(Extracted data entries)
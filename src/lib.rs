//! Tic-tac-toe rules and a memoized minimax solver.
//!
//! This library is the pure core of a tic-tac-toe engine: board
//! representation, legal-move enumeration, move application, winner
//! and terminal detection, and game-theoretically optimal move
//! selection through exhaustive adversarial search. Rendering, input
//! handling, and loop control belong to the caller.
//!
//! # Architecture
//!
//! - **Types**: [`Board`], [`Player`], [`Square`], [`Position`] - value
//!   objects, every mutation yields a new board
//! - **Rules**: pure functions in [`rules`] - turn order, legal moves,
//!   move application, win/draw/terminal detection, utility scoring
//! - **Encoding**: [`board_key`] packs a board into a collision-free
//!   `u32` for memoization
//! - **Search**: [`Solver`] computes optimal moves by minimax with a
//!   solver-owned evaluation cache
//! - **Session**: [`Game`] wraps the rules into a validated, replayable
//!   match state
//!
//! # Example
//!
//! ```
//! use tictactoe_solver::{Game, Move, Solver};
//!
//! let mut game = Game::new();
//! let mut solver = Solver::new();
//!
//! // Let the solver play both sides to the end.
//! while let Some(pos) = solver.best_move(game.board()) {
//!     game.play(Move::new(game.to_move(), pos))?;
//! }
//!
//! // Perfect play from the empty board is always a draw.
//! assert!(game.outcome().expect("game finished").is_draw());
//! # Ok::<(), tictactoe_solver::MoveError>(())
//! ```

#![warn(missing_docs)]
#![forbid(unsafe_code)]

mod action;
mod encode;
mod game;
mod position;
pub mod rules;
mod search;
mod types;

pub use action::{Move, MoveError};
pub use encode::board_key;
pub use game::{Game, Outcome};
pub use position::Position;
pub use search::Solver;
pub use types::{Board, Player, Square};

EXERCISE DESCRIPTION: The answer is the line holding "#![warn(missing_docs)]" and all the lines after it through the end of the records, repeated exactly.

ANSWER BELOW:
#![warn(missing_docs)]
#![forbid(unsafe_code)]

mod action;
mod encode;
mod game;
mod position;
pub mod rules;
mod search;
mod types;

pub use action::{Move, MoveError};
pub use encode::board_key;
pub use game::{Game, Outcome};
pub use position::Position;
pub use search::Solver;
pub use types::{Board, Player, Square};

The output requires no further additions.